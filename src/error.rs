use thiserror::Error;

use crate::types::ViewKind;

#[derive(Error, Debug)]
pub enum Error {
    #[error("I/O error: {0}")]
    Io(#[from] std::io::Error),

    #[error("Config error: {0}")]
    Config(#[from] serde_json::Error),

    #[error("{view} view incomplete: {placed} of {required} landmarks placed")]
    Annotation {
        view: ViewKind,
        placed: usize,
        required: usize,
    },

    #[error("all landmarks already placed for the {0} view")]
    AllPointsPlaced(ViewKind),

    #[error("{view} view expects \"{expected}\" next, got \"{got}\"")]
    UnexpectedLabel {
        view: ViewKind,
        expected: String,
        got: String,
    },

    #[error("no landmark at index {index} in the {view} view")]
    NoSuchPoint { view: ViewKind, index: usize },

    #[error("calibration failed: {0}")]
    Calibration(String),

    #[error("coefficient table defines no measurements for {0}")]
    EmptyCoefficientTable(crate::types::Gender),

    #[error("cannot compute {name}: {reason}")]
    Computation { name: String, reason: String },

    #[error("export to {path} failed: {source}")]
    Export {
        path: String,
        #[source]
        source: std::io::Error,
    },

    #[error("malformed export: {0}")]
    MalformedExport(String),
}

pub type Result<T> = std::result::Result<T, Error>;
# # # # #
With every line kept whole, write out the records again exactly.

filename src/error.rs
use thiserror::Error;

use crate::types::ViewKind;

#[derive(Error, Debug)]
pub enum Error {
    #[error("I/O error: {0}")]
    Io(#[from] std::io::Error),

    #[error("Config error: {0}")]
    Config(#[from] serde_json::Error),

    #[error("{view} view incomplete: {placed} of {required} landmarks placed")]
    Annotation {
        view: ViewKind,
        placed: usize,
        required: usize,
    },

    #[error("all landmarks already placed for the {0} view")]
    AllPointsPlaced(ViewKind),

    #[error("{view} view expects \"{expected}\" next, got \"{got}\"")]
    UnexpectedLabel {
        view: ViewKind,
        expected: String,
        got: String,
    },

    #[error("no landmark at index {index} in the {view} view")]
    NoSuchPoint { view: ViewKind, index: usize },

    #[error("calibration failed: {0}")]
    Calibration(String),

    #[error("coefficient table defines no measurements for {0}")]
    EmptyCoefficientTable(crate::types::Gender),

    #[error("cannot compute {name}: {reason}")]
    Computation { name: String, reason: String },

    #[error("export to {path} failed: {source}")]
    Export {
        path: String,
        #[source]
        source: std::io::Error,
    },

    #[error("malformed export: {0}")]
    MalformedExport(String),
}

pub type Result<T> = std::result::Result<T, Error>;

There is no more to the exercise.